Many times you won't want to step through every single procedure. Case in point—after you have stepped through TrivialSub once, is there really any need to step through it the remaining four times? Or you may know that many procedures in your program have been thoroughly tested and proven and are most likely not the source of your problem. In these instances, you'll want to use Step Over— SHIFT+F8 or Debug ^ Step Over. Step Over runs any procedures called by the current procedure at normal speed, which means that your focus stays on the current procedure. If you experiment with stepping through Listing 4.2 using both F8 and SHIFT+F8, the difference between Step Into and Step Over will become clear.

If you accidentally step into a procedure, you can quickly exit it and return to the previous procedure by pressing CTRL+SHIFT+F8 or Debug > Step Out.

TIP To execute code in slow motion but without repetitively striking the keys, just hold down F8 or SHIFT+F8.

While in Break mode, you may want to rapidly advance the code to another statement of interest. Let's say that after you encounter the Stop statement in Listing 4.2, you want to execute all of the code up to the first encounter of TrivialSub. You can accomplish this by placing the cursor on the line containing TrivialSub and selecting Debug ^ Run to Cursor. When you do this, program execution resumes at normal speed and reenters Break Mode when the line containing the cursor is reached.

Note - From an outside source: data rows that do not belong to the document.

use std::env;
use std::io::{self, BufRead, Write};
use std::path::{Path, PathBuf};
use std::time::Duration;

use anyhow::{Context, Result};
use config::{Config, Environment, File};
use serde::de::IgnoredAny;
use serde::{Deserialize, Deserializer};
use tracing::warn;

use crate::artifact::ArtifactWatcher;

pub const ENV_PREFIX: &str = "IPTV";
const DEFAULT_CONFIG_NAME: &str = "iptv_m3u_fetch";

pub const DEFAULT_KEYWORD: &str = "湖北省武汉";
pub const DEFAULT_RANK: u64 = 1;

/// Runtime settings. Precedence: CLI override > `IPTV_*` env > config file > default.
#[derive(Debug, Clone, Deserialize)]
pub struct Settings {
    pub keyword: String,
    #[serde(deserialize_with = "lenient_rank")]
    pub rank: usize,
    pub download_dir: PathBuf,
    pub output_dir: PathBuf,
    pub output_file: PathBuf,
    pub download_timeout_secs: u64,
    pub poll_interval_ms: u64,
    pub mtime_tolerance_ms: u64,
    pub extension: String,
    pub multicast_marker: String,
    pub stamp: bool,
}

/// Values given explicitly on the command line.
#[derive(Debug, Clone, Default)]
pub struct Overrides {
    pub keyword: Option<String>,
    pub rank: Option<usize>,
    pub download_dir: Option<PathBuf>,
    pub output_dir: Option<PathBuf>,
    pub download_timeout_secs: Option<u64>,
    pub no_stamp: bool,
}

impl Settings {
    pub fn load(config_file: Option<&Path>, overrides: &Overrides) -> Result<Self> {
        Self::load_with_env(config_file, Environment::with_prefix(ENV_PREFIX), overrides)
    }

    pub fn load_with_env(
        config_file: Option<&Path>,
        environment: Environment,
        overrides: &Overrides,
    ) -> Result<Self> {
        let mut builder = Config::builder()
            .set_default("keyword", DEFAULT_KEYWORD)?
            .set_default("rank", DEFAULT_RANK)?
            .set_default("download_dir", ".")?
            .set_default("output_dir", ".")?
            .set_default("output_file", "iptv_latest.m3u")?
            .set_default("download_timeout_secs", 90u64)?
            .set_default("poll_interval_ms", 1000u64)?
            .set_default("mtime_tolerance_ms", 500u64)?
            .set_default("extension", "m3u")?
            .set_default("multicast_marker", "组播")?
            .set_default("stamp", true)?;

        builder = match config_file {
            Some(path) => builder.add_source(File::from(path).required(true)),
            None => builder.add_source(File::with_name(DEFAULT_CONFIG_NAME).required(false)),
        };

        let settings: Settings = builder
            .add_source(environment.try_parsing(true).ignore_empty(true))
            .set_override_option("keyword", overrides.keyword.clone())?
            .set_override_option("rank", overrides.rank.map(|r| r as u64))?
            .set_override_option("download_dir", overrides.download_dir.as_deref().map(path_value))?
            .set_override_option("output_dir", overrides.output_dir.as_deref().map(path_value))?
            .set_override_option("download_timeout_secs", overrides.download_timeout_secs)?
            .set_override_option("stamp", overrides.no_stamp.then_some(false))?
            .build()
            .context("Failed to assemble settings")?
            .try_deserialize()
            .context("Invalid settings")?;

        Ok(settings.sanitized())
    }

    fn sanitized(mut self) -> Self {
        if self.rank < 1 {
            warn!(rank = self.rank, "Rank must be at least 1, using 1");
            self.rank = 1;
        }
        self.keyword = self.keyword.trim().to_string();
        if self.keyword.is_empty() {
            self.keyword = DEFAULT_KEYWORD.to_string();
        }
        self
    }

    pub fn watcher(&self) -> ArtifactWatcher {
        ArtifactWatcher::new(&self.download_dir)
            .with_extension(&self.extension)
            .with_interval(Duration::from_millis(self.poll_interval_ms.max(1)))
            .with_tolerance(Duration::from_millis(self.mtime_tolerance_ms))
    }

    pub fn download_timeout(&self) -> Duration {
        Duration::from_secs(self.download_timeout_secs)
    }

    /// Output path for a single run.
    pub fn output_path(&self) -> PathBuf {
        self.output_dir.join(&self.output_file)
    }

    /// Output path for one region of a batch run.
    pub fn region_output_path(&self, region: &str) -> PathBuf {
        self.output_dir.join(format!("{}.{}", region, self.extension))
    }
}

/// Accepts any integer or numeric string; anything else keeps the default rank.
fn lenient_rank<'de, D: Deserializer<'de>>(deserializer: D) -> Result<usize, D::Error> {
    #[derive(Deserialize)]
    #[serde(untagged)]
    enum RawRank {
        Int(i64),
        Text(String),
        Other(IgnoredAny),
    }

    let rank = match RawRank::deserialize(deserializer)? {
        RawRank::Int(n) => usize::try_from(n).unwrap_or(0),
        RawRank::Text(s) => s.trim().parse::<usize>().unwrap_or_else(|_| {
            warn!(value = %s, default = DEFAULT_RANK, "Rank is not a number, using default");
            DEFAULT_RANK as usize
        }),
        RawRank::Other(_) => {
            warn!(default = DEFAULT_RANK, "Rank is not a number, using default");
            DEFAULT_RANK as usize
        }
    };
    Ok(rank)
}

fn path_value(p: &Path) -> String {
    p.to_string_lossy().into_owned()
}

/// True when neither keyword nor rank was given in the environment or on the command line.
/// A non-numeric `IPTV_RANK` does not count as given.
pub fn nothing_explicit(overrides: &Overrides) -> bool {
    let env_var = |key: &str| env::var(format!("{}_{}", ENV_PREFIX, key)).ok();
    let keyword_set = env_var("KEYWORD").is_some_and(|v| !v.trim().is_empty());
    let rank_set = env_var("RANK").is_some_and(|v| v.trim().parse::<usize>().is_ok());
    overrides.keyword.is_none() && overrides.rank.is_none() && !keyword_set && !rank_set
}

/// Ask for keyword and rank; an empty answer keeps the current value.
pub fn prompt_interactively(
    settings: &mut Settings,
    mut input: impl BufRead,
    mut out: impl Write,
) -> io::Result<()> {
    let mut line = String::new();

    write!(out, "Search keyword (Enter = {}): ", settings.keyword)?;
    out.flush()?;
    input.read_line(&mut line)?;
    let kw = line.trim();
    if !kw.is_empty() {
        settings.keyword = kw.to_string();
    }

    line.clear();
    write!(out, "Which freshest IP to take (Enter = {}): ", settings.rank)?;
    out.flush()?;
    input.read_line(&mut line)?;
    if let Ok(rank) = line.trim().parse::<usize>() {
        if rank >= 1 {
            settings.rank = rank;
        }
    }

    Ok(())
}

Let me tell you about one more way to direct program execution in Break mode. You can also change the execution point by using the Set Next Statement feature. Using Set Next Statement, you can change the execution point to any other valid statement (not comment lines or variable declarations) in the same procedure. Set Next Statement is handy because you can use it to rewind and then rerun sections of interest without starting the program over.

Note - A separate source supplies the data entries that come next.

pub mod ranking;
pub mod rows;
pub mod status;

pub use ranking::{select_rank, RankedEntry, Ranking};
pub use rows::{Row, DEFAULT_MULTICAST_MARKER};
//! Freshness ranking of multicast IPTV listings and download detection for
//! the playlists they lead to.

pub mod artifact;
pub mod config;
pub mod error;
pub mod listing;
pub mod pipeline;
pub mod site;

Set Next Statement is a menu item under the Debug menu. Alternatively, you can press CTRL+F9 to set the next statement to the line containing the cursor. Finally, you can drag and drop the execution point indicator in the margin indicator bar as shown in Figure 4.2.

Finally, to exit Break mode and resume normal program execution, press F5 or choose Run ^ Run Sub/UserForm.

Figure 4.2

You can arbitrarily run any statement in a procedure by dragging and dropping the execution point indicator. Releasing the mouse in this picture would move the execution point to the Debug.Print statement.

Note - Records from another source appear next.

use std::collections::HashMap;
use std::fs;
use std::path::{Path, PathBuf};
use std::thread;
use std::time::{Duration, Instant, SystemTime};

use tracing::{debug, info};

pub const DEFAULT_EXTENSION: &str = "m3u";
pub const DEFAULT_POLL_INTERVAL: Duration = Duration::from_secs(1);
/// Absorbs mtime truncation and skew between the trigger and the write landing.
pub const DEFAULT_TOLERANCE: Duration = Duration::from_millis(500);

/// Name → mtime of matching files, taken once before a download is triggered.
#[derive(Debug, Clone, Default)]
pub struct FileSnapshot {
    files: HashMap<String, SystemTime>,
}

impl FileSnapshot {
    pub fn capture(dir: &Path, extension: &str) -> Self {
        let files = list_matching(dir, extension)
            .into_iter()
            .map(|f| (f.name, f.modified))
            .collect();
        FileSnapshot { files }
    }

    pub fn get(&self, name: &str) -> Option<SystemTime> {
        self.files.get(name).copied()
    }

    pub fn len(&self) -> usize {
        self.files.len()
    }

    pub fn is_empty(&self) -> bool {
        self.files.is_empty()
    }
}

#[derive(Debug)]
struct Observed {
    path: PathBuf,
    name: String,
    modified: SystemTime,
    size: u64,
}

/// Files in `dir` whose extension matches case-insensitively. Unreadable
/// entries are skipped; an unreadable directory yields nothing.
fn list_matching(dir: &Path, extension: &str) -> Vec<Observed> {
    let Ok(entries) = fs::read_dir(dir) else {
        return Vec::new();
    };

    entries
        .filter_map(|entry| {
            let entry = entry.ok()?;
            let path = entry.path();
            let ext = path.extension()?.to_str()?;
            if !ext.eq_ignore_ascii_case(extension) {
                return None;
            }
            let meta = entry.metadata().ok()?;
            if !meta.is_file() {
                return None;
            }
            Some(Observed {
                name: entry.file_name().to_string_lossy().into_owned(),
                modified: meta.modified().ok()?,
                size: meta.len(),
                path,
            })
        })
        .collect()
}

/// Polls a download directory for a playlist that appeared or changed after a trigger.
#[derive(Debug, Clone)]
pub struct ArtifactWatcher {
    dir: PathBuf,
    extension: String,
    interval: Duration,
    tolerance: Duration,
}

impl ArtifactWatcher {
    pub fn new(dir: impl Into<PathBuf>) -> Self {
        ArtifactWatcher {
            dir: dir.into(),
            extension: DEFAULT_EXTENSION.to_string(),
            interval: DEFAULT_POLL_INTERVAL,
            tolerance: DEFAULT_TOLERANCE,
        }
    }

    pub fn with_extension(mut self, extension: &str) -> Self {
        self.extension = extension.trim_start_matches('.').to_string();
        self
    }

    pub fn with_interval(mut self, interval: Duration) -> Self {
        self.interval = interval;
        self
    }

    pub fn with_tolerance(mut self, tolerance: Duration) -> Self {
        self.tolerance = tolerance;
        self
    }

    pub fn dir(&self) -> &Path {
        &self.dir
    }

    pub fn snapshot(&self) -> FileSnapshot {
        FileSnapshot::capture(&self.dir, &self.extension)
    }

    /// Single scan: the most recently modified qualifying file, if any.
    pub fn poll_once(&self, before: &FileSnapshot, trigger: SystemTime) -> Option<PathBuf> {
        list_matching(&self.dir, &self.extension)
            .into_iter()
            .filter(|f| self.qualifies(f, before, trigger))
            .max_by_key(|f| f.modified)
            .map(|f| f.path)
    }

    fn qualifies(&self, f: &Observed, before: &FileSnapshot, trigger: SystemTime) -> bool {
        let fresh_file = match before.get(&f.name) {
            None => f.size > 0,
            Some(recorded) => f.modified > recorded + self.tolerance,
        };
        // Catches files the snapshot missed, e.g. written between capture and trigger.
        fresh_file || f.modified > trigger + self.tolerance
    }

    /// Poll until a qualifying file shows up. `None` is only returned once
    /// `timeout` has fully elapsed.
    pub fn wait_for_new_file(
        &self,
        before: &FileSnapshot,
        trigger: SystemTime,
        timeout: Duration,
    ) -> Option<PathBuf> {
        let deadline = Instant::now() + timeout;
        let mut polls = 0u32;

        loop {
            polls += 1;
            if let Some(path) = self.poll_once(before, trigger) {
                info!(path = %path.display(), polls, "Detected downloaded playlist");
                return Some(path);
            }

            let now = Instant::now();
            if now >= deadline {
                debug!(dir = %self.dir.display(), polls, "Gave up waiting for playlist");
                return None;
            }
            thread::sleep(self.interval.min(deadline - now));
        }
    }
}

Alternative Methods for Entering Break Mode

Besides using Stop, which though effective, is not the best choice for most situations in which you want to enter Break mode, one of the easiest ways to enter Break mode is to press F8 in the VBE with the cursor inside an executable procedure. An executable procedure is any subroutine in a standard module that does not require any input parameters.

Another way to enter Break mode is by placing Breakpoints in your code. A Breakpoint works similarly to a Stop statement. When you execute a procedure containing a Breakpoint, your code runs normally until it reaches the statement containing the Breakpoint. At this point, Break mode is entered and program execution is suspended. Unlike using the Stop statement, you don't have to add any special statements to your code for this to work, so you don't have to worry about removing them before you distribute the application. Finally, Stop statements are persistent whereas Breakpoints are not. If you close a workbook that contains a Stop statement, the Stop statement is saved just like any other VBA statement. Breakpoints, meanwhile, are only remembered as long as the workbook is open. If you save, close, and then reopen the workbook, any Breakpoints you had before you closed the workbook are forgotten.

You can set Breakpoints in your code by placing the cursor on the line from which you would like to enter Break mode and pressing F9 or Debug ^ Toggle Breakpoint. Press F9 again to turn the Breakpoint off. You can set any number of Breakpoints in your project. To clear all of the Breakpoints you have set at once, select Debug ^ Clear All Breakpoints.